(Stored records)
[Start of section]

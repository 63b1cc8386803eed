use chrono::{DateTime, Utc};
use sqlx::{PgPool, Postgres, QueryBuilder};
use std::collections::HashMap;
use uuid::Uuid;

use super::models::{Pillar, Platform, Post, Status};

/// Fully resolved filter predicate over the posts table. Built by the query
/// engine from raw request parameters; the fetch and its matching count are
/// both driven off one instance so they see the same predicate.
#[derive(Debug, Clone, Default, PartialEq)]
pub struct PostFilter {
    pub status: Option<Status>,
    pub platform: Option<Platform>,
    pub pillar: Option<Pillar>,
    pub assignee_id: Option<Uuid>,
    /// Inclusive lower bound on publish_date
    pub publish_from: Option<DateTime<Utc>>,
    /// Inclusive upper bound on publish_date
    pub publish_until: Option<DateTime<Utc>>,
}

impl PostFilter {
    fn apply(&self, qb: &mut QueryBuilder<'_, Postgres>) {
        qb.push(" WHERE TRUE");
        if let Some(status) = self.status {
            qb.push(" AND status = ").push_bind(status);
        }
        if let Some(platform) = self.platform {
            qb.push(" AND platform = ").push_bind(platform);
        }
        if let Some(pillar) = self.pillar {
            qb.push(" AND pillar = ").push_bind(pillar);
        }
        if let Some(assignee_id) = self.assignee_id {
            qb.push(" AND assignee_id = ").push_bind(assignee_id);
        }
        if let Some(from) = self.publish_from {
            qb.push(" AND publish_date >= ").push_bind(from);
        }
        if let Some(until) = self.publish_until {
            qb.push(" AND publish_date <= ").push_bind(until);
        }
    }
}

#[derive(Debug, Clone)]
pub struct NewPost {
    pub title: String,
    pub description: String,
    pub platform: Option<Platform>,
    pub pillar: Option<Pillar>,
    pub publish_date: DateTime<Utc>,
    pub status: Status,
    pub image_url: Option<String>,
    pub assignee_id: Option<Uuid>,
}

/// Partial update: absent fields are left untouched.
#[derive(Debug, Clone, Default)]
pub struct PostPatch {
    pub title: Option<String>,
    pub description: Option<String>,
    pub platform: Option<Platform>,
    pub pillar: Option<Pillar>,
    pub publish_date: Option<DateTime<Utc>>,
    pub status: Option<Status>,
    pub image_url: Option<String>,
    pub assignee_id: Option<Uuid>,
}

/// Typed accessor for the posts table.
pub struct PostRepo {
    pool: PgPool,
}

impl PostRepo {
    pub fn new(pool: PgPool) -> Self {
        Self { pool }
    }

    pub async fn find_by_id(&self, id: Uuid) -> Result<Option<Post>, sqlx::Error> {
        sqlx::query_as::<_, Post>("SELECT * FROM posts WHERE id = $1")
            .bind(id)
            .fetch_optional(&self.pool)
            .await
    }

    pub async fn insert(&self, new: &NewPost) -> Result<Post, sqlx::Error> {
        sqlx::query_as::<_, Post>(
            r#"
            INSERT INTO posts
                (title, description, platform, pillar, publish_date, status, image_url, assignee_id)
            VALUES ($1, $2, $3, $4, $5, $6, $7, $8)
            RETURNING *
            "#,
        )
        .bind(&new.title)
        .bind(&new.description)
        .bind(new.platform)
        .bind(new.pillar)
        .bind(new.publish_date)
        .bind(new.status)
        .bind(&new.image_url)
        .bind(new.assignee_id)
        .fetch_one(&self.pool)
        .await
    }

    pub async fn update(&self, id: Uuid, patch: &PostPatch) -> Result<Option<Post>, sqlx::Error> {
        sqlx::query_as::<_, Post>(
            r#"
            UPDATE posts
            SET title        = COALESCE($2, title),
                description  = COALESCE($3, description),
                platform     = COALESCE($4, platform),
                pillar       = COALESCE($5, pillar),
                publish_date = COALESCE($6, publish_date),
                status       = COALESCE($7, status),
                image_url    = COALESCE($8, image_url),
                assignee_id  = COALESCE($9, assignee_id),
                updated_at   = now()
            WHERE id = $1
            RETURNING *
            "#,
        )
        .bind(id)
        .bind(&patch.title)
        .bind(&patch.description)
        .bind(patch.platform)
        .bind(patch.pillar)
        .bind(patch.publish_date)
        .bind(patch.status)
        .bind(&patch.image_url)
        .bind(patch.assignee_id)
        .fetch_optional(&self.pool)
        .await
    }

    pub async fn delete(&self, id: Uuid) -> Result<u64, sqlx::Error> {
        let result = sqlx::query("DELETE FROM posts WHERE id = $1")
            .bind(id)
            .execute(&self.pool)
            .await?;
        Ok(result.rows_affected())
    }

    /// Filtered page, ascending by publish date.
    pub async fn list(
        &self,
        filter: &PostFilter,
        limit: i64,
        offset: i64,
    ) -> Result<Vec<Post>, sqlx::Error> {
        let mut qb = QueryBuilder::new("SELECT * FROM posts");
        filter.apply(&mut qb);
        qb.push(" ORDER BY publish_date ASC LIMIT ")
            .push_bind(limit)
            .push(" OFFSET ")
            .push_bind(offset);
        qb.build_query_as::<Post>().fetch_all(&self.pool).await
    }

    /// Count over the same predicate as `list`.
    pub async fn count(&self, filter: &PostFilter) -> Result<i64, sqlx::Error> {
        let mut qb = QueryBuilder::new("SELECT COUNT(*) FROM posts");
        filter.apply(&mut qb);
        qb.build_query_scalar::<i64>().fetch_one(&self.pool).await
    }

    pub async fn comment_counts(
        &self,
        post_ids: &[Uuid],
    ) -> Result<HashMap<Uuid, i64>, sqlx::Error> {
        if post_ids.is_empty() {
            return Ok(HashMap::new());
        }
        let rows: Vec<(Uuid, i64)> = sqlx::query_as(
            "SELECT post_id, COUNT(*) FROM comments WHERE post_id = ANY($1) GROUP BY post_id",
        )
        .bind(post_ids)
        .fetch_all(&self.pool)
        .await?;
        Ok(rows.into_iter().collect())
    }

    // Bulk mutations: one statement each, missing ids silently drop out of
    // the affected count.

    pub async fn bulk_delete(&self, ids: &[Uuid]) -> Result<u64, sqlx::Error> {
        let result = sqlx::query("DELETE FROM posts WHERE id = ANY($1)")
            .bind(ids)
            .execute(&self.pool)
            .await?;
        Ok(result.rows_affected())
    }

    pub async fn bulk_set_status(&self, ids: &[Uuid], status: Status) -> Result<u64, sqlx::Error> {
        let result =
            sqlx::query("UPDATE posts SET status = $2, updated_at = now() WHERE id = ANY($1)")
                .bind(ids)
                .bind(status)
                .execute(&self.pool)
                .await?;
        Ok(result.rows_affected())
    }

    pub async fn bulk_reschedule(
        &self,
        ids: &[Uuid],
        publish_date: DateTime<Utc>,
    ) -> Result<u64, sqlx::Error> {
        let result = sqlx::query(
            r#"
            UPDATE posts
            SET publish_date = $2, status = 'Scheduled', updated_at = now()
            WHERE id = ANY($1)
            "#,
        )
        .bind(ids)
        .bind(publish_date)
        .execute(&self.pool)
        .await?;
        Ok(result.rows_affected())
    }

    // Analytics aggregates, each over its own predicate.

    pub async fn count_by_status(&self) -> Result<Vec<(Status, i64)>, sqlx::Error> {
        sqlx::query_as("SELECT status, COUNT(*) FROM posts GROUP BY status")
            .fetch_all(&self.pool)
            .await
    }

    pub async fn count_published_by_platform(
        &self,
    ) -> Result<Vec<(Option<Platform>, i64)>, sqlx::Error> {
        sqlx::query_as(
            "SELECT platform, COUNT(*) FROM posts WHERE status = 'Published' GROUP BY platform",
        )
        .fetch_all(&self.pool)
        .await
    }

    pub async fn count_published_by_pillar(
        &self,
    ) -> Result<Vec<(Option<Pillar>, i64)>, sqlx::Error> {
        sqlx::query_as(
            "SELECT pillar, COUNT(*) FROM posts WHERE status = 'Published' GROUP BY pillar",
        )
        .fetch_all(&self.pool)
        .await
    }

    pub async fn count_published_since(&self, since: DateTime<Utc>) -> Result<i64, sqlx::Error> {
        sqlx::query_scalar(
            "SELECT COUNT(*) FROM posts WHERE status = 'Published' AND publish_date >= $1",
        )
        .bind(since)
        .fetch_one(&self.pool)
        .await
    }
}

[End of section]

[WHAT IS EXPECTED]
Work out the number of lines in the entries above that hold the word "over", giving the number without comment.

[WRITTEN ANSWER]
3